Let me, Emmanuelle, teach you the secret joys of love. I will show you how to live for pleasure . . . let me take you to a new world.—Advertisement

And on and on. Emmanuelle was a pristine innocent at the beginning of her first film, but the kid was a quick study, and now here she is in the sequel as a sort of combination sex therapist and hidden garden of desires. She’s married, but that hasn’t slowed her down; if her husband explains once, he explains a dozen times that Emmanuelle’s life is her own to lead, and that he doesn’t possess her (more than about twice a day).

The two of them live in Hong Kong now, in a vast mansion filled with potted palms and slowly revolving fans and white wicker furniture and servants who assist them in and out of states of undress. Life is pleasant. Emmanuelle’s husband has no apparent line of work, although he maintains a little office at home—primarily, I suspect, because one scene requires a desk for Emmanuelle to crawl under. Such are the demands of sexual liberation.

One day a young aviator comes to call. He was just flying through, you see, on his way to Australia, when he developed a little engine trouble. He sleeps with his propellor. During waking hours, he polishes the propellor while sitting on the lawn. We wait for two hours to discover what additional purposes the propellor will be put to, but we never learn; some secrets are not to be revealed. The aviator gets the guest room.

Then there’s the lovely Anna-Marie, whose father throws sophisticated dinner parties after which exotic dancers perform. Anna-Marie doesn’t get along with dad, and so she moves in with the Emmanuelles, too. Poor thing, it’s so hot out that she can hardly move, and so Emmanuelle and her husband take her to a bathhouse, where they receive what is advertised in the free weekly papers as a full body massage.

Emmanuelle’s search for the most distant shores of love is a demanding one, and during the course of Joys of a Woman she also (a) surprises a tattooed polo player in a dressing room and is most cruelly treated by him, (b) has her clothing interfered with by Anna-Marie’s dancing teacher, (c) is seduced in the women’s dormitory of a steamer bound for Hong Kong from Thailand, and (d) achieves orgasm by acupuncture, while the aviator looks on, propellorless for once. We wait in vain for her to discover the missionary position, but such relief is denied her.

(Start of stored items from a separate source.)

mod chunker;
pub mod embedding;
mod ingest;
pub mod llm;
mod metrics;
mod orchestrator;
pub mod vector_store;

pub use chunker::{TextChunker, Window, Windows};
pub use embedding::{EmbeddingProvider, create_embedder};
pub use ingest::{IngestStats, Ingestor};
pub use llm::{CompletionRequest, LlmGateway, LlmProvider};
pub use metrics::{MetricsStore, MetricsSummary, ProviderCount, RequestRecord};
pub use orchestrator::{RetrievalOrchestrator, build_context_prompt, general_prompt};
pub use vector_store::{VectorStore, create_backend};
use std::collections::HashMap;

use async_trait::async_trait;
use tokio::sync::RwLock;

use super::{VectorStore, rank, take_embedding};
use crate::error::VectorStoreError;
use crate::models::{
    CollectionInfo, CollectionSpec, DocumentChunk, RetrievedChunk, VectorDriver,
};

struct StoredChunk {
    chunk: DocumentChunk,
    vector: Vec<f32>,
    sequence: u64,
}

struct MemoryCollection {
    spec: CollectionSpec,
    chunks: Vec<StoredChunk>,
    next_sequence: u64,
}

impl MemoryCollection {
    fn info(&self) -> CollectionInfo {
        CollectionInfo::from_spec(&self.spec, self.chunks.len() as u64)
    }
}

/// Process-local store with brute-force cosine search. Contents are lost on exit.
#[derive(Default)]
pub struct InMemoryVectorStore {
    collections: RwLock<HashMap<String, MemoryCollection>>,
}

impl InMemoryVectorStore {
    pub fn new() -> Self {
        Self::default()
    }
}

#[async_trait]
impl VectorStore for InMemoryVectorStore {
    fn driver(&self) -> VectorDriver {
        VectorDriver::Memory
    }

    async fn health_check(&self) -> Result<bool, VectorStoreError> {
        Ok(true)
    }

    async fn create_collection(
        &self,
        spec: &CollectionSpec,
    ) -> Result<CollectionInfo, VectorStoreError> {
        let mut collections = self.collections.write().await;
        if collections.contains_key(&spec.name) {
            return Err(VectorStoreError::CollectionExists(spec.name.clone()));
        }

        let collection = MemoryCollection {
            spec: spec.clone(),
            chunks: Vec::new(),
            next_sequence: 0,
        };
        let info = collection.info();
        collections.insert(spec.name.clone(), collection);
        Ok(info)
    }

    async fn delete_collection(&self, name: &str) -> Result<(), VectorStoreError> {
        self.collections
            .write()
            .await
            .remove(name)
            .map(|_| ())
            .ok_or_else(|| VectorStoreError::CollectionNotFound(name.to_string()))
    }

    async fn list_collections(&self) -> Result<Vec<CollectionInfo>, VectorStoreError> {
        let collections = self.collections.read().await;
        let mut infos: Vec<_> = collections.values().map(MemoryCollection::info).collect();
        infos.sort_by(|a, b| a.name.cmp(&b.name));
        Ok(infos)
    }

    async fn collection_info(
        &self,
        name: &str,
    ) -> Result<Option<CollectionInfo>, VectorStoreError> {
        Ok(self
            .collections
            .read()
            .await
            .get(name)
            .map(MemoryCollection::info))
    }

    async fn upsert(
        &self,
        collection: &str,
        chunks: Vec<DocumentChunk>,
    ) -> Result<(), VectorStoreError> {
        let mut collections = self.collections.write().await;
        let target = collections
            .get_mut(collection)
            .ok_or_else(|| VectorStoreError::CollectionNotFound(collection.to_string()))?;

        // Validate the whole batch before touching the collection.
        let dimension = Some(target.spec.dimension);
        let prepared = chunks
            .into_iter()
            .map(|mut chunk| take_embedding(&mut chunk, dimension).map(|vector| (chunk, vector)))
            .collect::<Result<Vec<_>, _>>()?;

        for (chunk, vector) in prepared {
            target.chunks.retain(|stored| stored.chunk.id != chunk.id);
            let sequence = target.next_sequence;
            target.next_sequence += 1;
            target.chunks.push(StoredChunk {
                chunk,
                vector,
                sequence,
            });
        }

        Ok(())
    }

    async fn delete_by_document_ids(
        &self,
        collection: &str,
        document_ids: &[String],
    ) -> Result<(), VectorStoreError> {
        let mut collections = self.collections.write().await;
        let target = collections
            .get_mut(collection)
            .ok_or_else(|| VectorStoreError::CollectionNotFound(collection.to_string()))?;

        target
            .chunks
            .retain(|stored| !document_ids.contains(&stored.chunk.document_id));
        Ok(())
    }

    async fn search(
        &self,
        collection: &str,
        query_vector: Vec<f32>,
        limit: u64,
        min_score: Option<f32>,
    ) -> Result<Vec<RetrievedChunk>, VectorStoreError> {
        let collections = self.collections.read().await;
        let target = collections
            .get(collection)
            .ok_or_else(|| VectorStoreError::CollectionNotFound(collection.to_string()))?;

        if query_vector.len() as u64 != target.spec.dimension {
            return Err(VectorStoreError::DimensionMismatch {
                expected: target.spec.dimension,
                actual: query_vector.len() as u64,
            });
        }

        let mut hits: Vec<RetrievedChunk> = target
            .chunks
            .iter()
            .map(|stored| (stored, cosine_similarity(&query_vector, &stored.vector)))
            .filter(|(_, score)| min_score.is_none_or(|min| *score >= min))
            .map(|(stored, score)| RetrievedChunk {
                chunk_id: stored.chunk.id.clone(),
                source_id: stored.chunk.source_id.clone(),
                text: stored.chunk.text.clone(),
                offset: stored.chunk.offset,
                score,
                sequence: stored.sequence,
            })
            .collect();

        rank(&mut hits);
        hits.truncate(usize::try_from(limit).unwrap_or(usize::MAX));
        Ok(hits)
    }
}

fn cosine_similarity(a: &[f32], b: &[f32]) -> f32 {
    let dot: f32 = a.iter().zip(b).map(|(x, y)| x * y).sum();
    let norm_a: f32 = a.iter().map(|x| x * x).sum::<f32>().sqrt();
    let norm_b: f32 = b.iter().map(|x| x * x).sum::<f32>().sqrt();
    if norm_a == 0.0 || norm_b == 0.0 {
        return 0.0;
    }
    dot / (norm_a * norm_b)
}

#[cfg(test)]
mod tests {
    use super::*;

    fn spec(name: &str, dimension: u64) -> CollectionSpec {
        CollectionSpec {
            name: name.to_string(),
            dimension,
            embedding_model: "test-model".to_string(),
        }
    }

    fn chunk(source: &str, offset: u64, text: &str, vector: Vec<f32>) -> DocumentChunk {
        DocumentChunk::pre_embedded(source, text, offset, vector, Some("test-model".into()))
    }

    #[tokio::test]
    async fn test_collection_lifecycle() {
        let store = InMemoryVectorStore::new();
        let info = store.create_collection(&spec("docs", 2)).await.unwrap();
        assert_eq!(info.points_count, 0);
        assert_eq!(info.dimension, Some(2));

        assert!(matches!(
            store.create_collection(&spec("docs", 2)).await,
            Err(VectorStoreError::CollectionExists(_))
        ));

        store.create_collection(&spec("archive", 2)).await.unwrap();
        let names: Vec<_> = store
            .list_collections()
            .await
            .unwrap()
            .into_iter()
            .map(|c| c.name)
            .collect();
        assert_eq!(names, vec!["archive", "docs"]);

        store.delete_collection("docs").await.unwrap();
        assert!(store.collection_info("docs").await.unwrap().is_none());
        assert!(matches!(
            store.delete_collection("docs").await,
            Err(VectorStoreError::CollectionNotFound(_))
        ));
    }

    #[tokio::test]
    async fn test_search_orders_by_similarity() {
        let store = InMemoryVectorStore::new();
        store.create_collection(&spec("docs", 2)).await.unwrap();
        store
            .upsert(
                "docs",
                vec![
                    chunk("a", 0, "orthogonal", vec![0.0, 1.0]),
                    chunk("b", 0, "aligned", vec![1.0, 0.0]),
                    chunk("c", 0, "close", vec![1.0, 0.2]),
                ],
            )
            .await
            .unwrap();

        let hits = store.search("docs", vec![1.0, 0.0], 2, None).await.unwrap();
        let texts: Vec<_> = hits.iter().map(|h| h.text.as_str()).collect();
        assert_eq!(texts, vec!["aligned", "close"]);
        assert!((hits[0].score - 1.0).abs() < 1e-6);
    }

    #[tokio::test]
    async fn test_equal_scores_keep_insertion_order() {
        let store = InMemoryVectorStore::new();
        store.create_collection(&spec("docs", 2)).await.unwrap();
        store
            .upsert("docs", vec![chunk("first", 0, "first", vec![1.0, 1.0])])
            .await
            .unwrap();
        store
            .upsert("docs", vec![chunk("second", 0, "second", vec![1.0, 1.0])])
            .await
            .unwrap();

        let hits = store.search("docs", vec![1.0, 1.0], 2, None).await.unwrap();
        assert_eq!(hits[0].text, "first");
        assert_eq!(hits[1].text, "second");
    }

    #[tokio::test]
    async fn test_min_score_filters() {
        let store = InMemoryVectorStore::new();
        store.create_collection(&spec("docs", 2)).await.unwrap();
        store
            .upsert("docs", vec![chunk("a", 0, "a", vec![0.0, 1.0])])
            .await
            .unwrap();

        let hits = store
            .search("docs", vec![1.0, 0.0], 3, Some(0.5))
            .await
            .unwrap();
        assert!(hits.is_empty());
    }

    #[tokio::test]
    async fn test_upsert_replaces_same_id() {
        let store = InMemoryVectorStore::new();
        store.create_collection(&spec("docs", 2)).await.unwrap();
        store
            .upsert("docs", vec![chunk("a", 0, "old", vec![1.0, 0.0])])
            .await
            .unwrap();
        store
            .upsert("docs", vec![chunk("a", 0, "new", vec![1.0, 0.0])])
            .await
            .unwrap();

        let info = store.collection_info("docs").await.unwrap().unwrap();
        assert_eq!(info.points_count, 1);
        let hits = store.search("docs", vec![1.0, 0.0], 3, None).await.unwrap();
        assert_eq!(hits[0].text, "new");
    }

    #[tokio::test]
    async fn test_delete_by_document_ids() {
        let store = InMemoryVectorStore::new();
        store.create_collection(&spec("docs", 2)).await.unwrap();
        let keep = chunk("keep.md", 0, "keep", vec![1.0, 0.0]);
        let drop_a = chunk("drop.md", 0, "drop a", vec![1.0, 0.0]);
        let drop_b = chunk("drop.md", 10, "drop b", vec![0.0, 1.0]);
        let dropped = drop_a.document_id.clone();
        store
            .upsert("docs", vec![keep, drop_a, drop_b])
            .await
            .unwrap();

        store
            .delete_by_document_ids("docs", &[dropped])
            .await
            .unwrap();

        let hits = store.search("docs", vec![1.0, 0.0], 5, None).await.unwrap();
        let texts: Vec<_> = hits.iter().map(|h| h.text.as_str()).collect();
        assert_eq!(texts, vec!["keep"]);
        assert!(matches!(
            store.delete_by_document_ids("nope", &[]).await,
            Err(VectorStoreError::CollectionNotFound(_))
        ));
    }

    #[tokio::test]
    async fn test_upsert_rejects_wrong_dimension_atomically() {
        let store = InMemoryVectorStore::new();
        store.create_collection(&spec("docs", 2)).await.unwrap();
        let result = store
            .upsert(
                "docs",
                vec![
                    chunk("a", 0, "ok", vec![1.0, 0.0]),
                    chunk("b", 0, "bad", vec![1.0, 0.0, 0.0]),
                ],
            )
            .await;

        assert!(matches!(
            result,
            Err(VectorStoreError::DimensionMismatch { .. })
        ));
        let info = store.collection_info("docs").await.unwrap().unwrap();
        assert_eq!(info.points_count, 0);
    }

    #[tokio::test]
    async fn test_missing_collection() {
        let store = InMemoryVectorStore::new();
        assert!(matches!(
            store.search("nope", vec![1.0], 3, None).await,
            Err(VectorStoreError::CollectionNotFound(_))
        ));
        assert!(matches!(
            store.upsert("nope", vec![]).await,
            Err(VectorStoreError::CollectionNotFound(_))
        ));
    }

    #[test]
    fn test_cosine_similarity() {
        assert!((cosine_similarity(&[1.0, 0.0], &[1.0, 0.0]) - 1.0).abs() < 1e-6);
        assert!(cosine_similarity(&[1.0, 0.0], &[0.0, 1.0]).abs() < 1e-6);
        assert_eq!(cosine_similarity(&[0.0, 0.0], &[1.0, 0.0]), 0.0);
    }
}
//! Labbench - Primer Design, Protein Digestion and PCR Mix Calculator
//!
//! Desktop front end over the `labbench` analysis library.

use mimalloc::MiMalloc;

#[global_allocator]
static GLOBAL: MiMalloc = MiMalloc;

mod app;

use app::LabbenchApp;

fn main() -> eframe::Result<()> {
    env_logger::Builder::from_env(env_logger::Env::default().default_filter_or("info")).init();
    log::info!("starting labbench {}", env!("CARGO_PKG_VERSION"));

    let native_options = eframe::NativeOptions {
        viewport: egui::ViewportBuilder::default()
            .with_inner_size([1100.0, 780.0])
            .with_min_inner_size([800.0, 560.0])
            .with_title("Labbench"),
        ..Default::default()
    };

    eframe::run_native(
        "Labbench",
        native_options,
        Box::new(|cc| Ok(Box::new(LabbenchApp::new(cc)))),
    )
}
//! Sequence normalization and alphabet validation

use bio::alphabets::{dna, protein, Alphabet};
use once_cell::sync::Lazy;

use super::error::{AnalysisError, Result};

/// Standard DNA bases
const STANDARD_BASES: [char; 4] = ['A', 'C', 'G', 'T'];

/// The 20 standard amino acids, one-letter codes
pub const AMINO_ACIDS: [char; 20] = [
    'A', 'R', 'N', 'D', 'C', 'E', 'Q', 'G', 'H', 'I',
    'L', 'K', 'M', 'F', 'P', 'S', 'T', 'W', 'Y', 'V',
];

static DNA_ALPHABET: Lazy<Alphabet> = Lazy::new(dna::alphabet);
static PROTEIN_ALPHABET: Lazy<Alphabet> = Lazy::new(protein::alphabet);

/// Check if a character is a standard DNA base
pub fn is_standard_base(c: char) -> bool {
    STANDARD_BASES.contains(&c)
}

/// Check if a character is one of the 20 standard amino acids
pub fn is_amino_acid(c: char) -> bool {
    AMINO_ACIDS.contains(&c)
}

/// Strip whitespace and uppercase, then require every base to be A, C, G or T.
pub fn normalize_dna(input: &str) -> Result<String> {
    normalize_with(input, &DNA_ALPHABET, is_standard_base)
}

/// Strip whitespace and uppercase, then require every residue to be one of
/// the 20 standard amino acids.
pub fn normalize_protein(input: &str) -> Result<String> {
    normalize_with(input, &PROTEIN_ALPHABET, is_amino_acid)
}

fn normalize_with(input: &str, alphabet: &Alphabet, is_valid: fn(char) -> bool) -> Result<String> {
    let seq: String = input
        .chars()
        .filter(|c| !c.is_whitespace())
        .map(|c| c.to_ascii_uppercase())
        .collect();

    // Whole-word check first; only walk symbols to build the diagnostic.
    if alphabet.is_word(seq.as_bytes()) {
        return Ok(seq);
    }

    match seq.chars().enumerate().find(|&(_, c)| !is_valid(c)) {
        Some((position, symbol)) => Err(AnalysisError::InvalidSymbol { symbol, position }),
        None => Ok(seq),
    }
}

#[cfg(test)]
mod tests {
    use super::*;

    #[test]
    fn test_normalize_dna_strips_and_uppercases() {
        assert_eq!(normalize_dna(" atg c\nGTa ").unwrap(), "ATGCGTA");
    }

    #[test]
    fn test_normalize_dna_rejects_ambiguity_codes() {
        match normalize_dna("ACGNT") {
            Err(AnalysisError::InvalidSymbol { symbol, position }) => {
                assert_eq!(symbol, 'N');
                assert_eq!(position, 3);
            }
            other => panic!("expected InvalidSymbol, got {:?}", other),
        }
    }

    #[test]
    fn test_normalize_dna_rejects_non_ascii() {
        assert!(matches!(
            normalize_dna("ACGÅ"),
            Err(AnalysisError::InvalidSymbol { symbol: 'Å', position: 3 })
        ));
    }

    #[test]
    fn test_normalize_empty_is_ok() {
        assert_eq!(normalize_dna("  \n").unwrap(), "");
    }

    #[test]
    fn test_normalize_protein() {
        assert_eq!(normalize_protein("mkwv tfi").unwrap(), "MKWVTFI");
        assert!(matches!(
            normalize_protein("AXZ"),
            Err(AnalysisError::InvalidSymbol { symbol: 'X', position: 1 })
        ));
    }

    #[test]
    fn test_alphabet_helpers_agree_with_bio() {
        for c in AMINO_ACIDS {
            assert!(PROTEIN_ALPHABET.symbols.contains(c as usize));
        }
        for c in STANDARD_BASES {
            assert!(DNA_ALPHABET.symbols.contains(c as usize));
        }
    }
}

The attractive elements of the original Emmanuelle are present here, too: the pretty Sylvia Kristel, the languorous color photography, the exotic locations, the outrageous fantasies. But somehow the characters seem to have lost track of their sanity; they wander from one encounter to another like wife-swappers at a postlobotomy ball. They have glazed looks in their eyes and think with their mouths open. And they lose track of time, of things. The aviator never does go on to Australia, and dad doesn’t come looking for Anna-Marie, and Emmanuelle and her husband never do decide whether he should shave off his mustache, and dinner’s not served . . . yawn . . . and. . . .

End of Days

(Directed by Peter Hyams; starring Arnold Schwarzenegger, Kevin Pollack; 1999)

There are forces here you couldn’t possibly comprehend. —Dialogue

You can say that again. End of Days opens with a priest gazing out his window at the Vatican City and seeing a comet arching above the moon like an eyebrow. He races to an old wooden box, snatches up a silver canister, pulls out an ancient scroll, unrolls it and sees—yes! A drawing of a comet arching above the moon like an eyebrow! For verily this is the dreaded celestial display known as the “Eye of God.”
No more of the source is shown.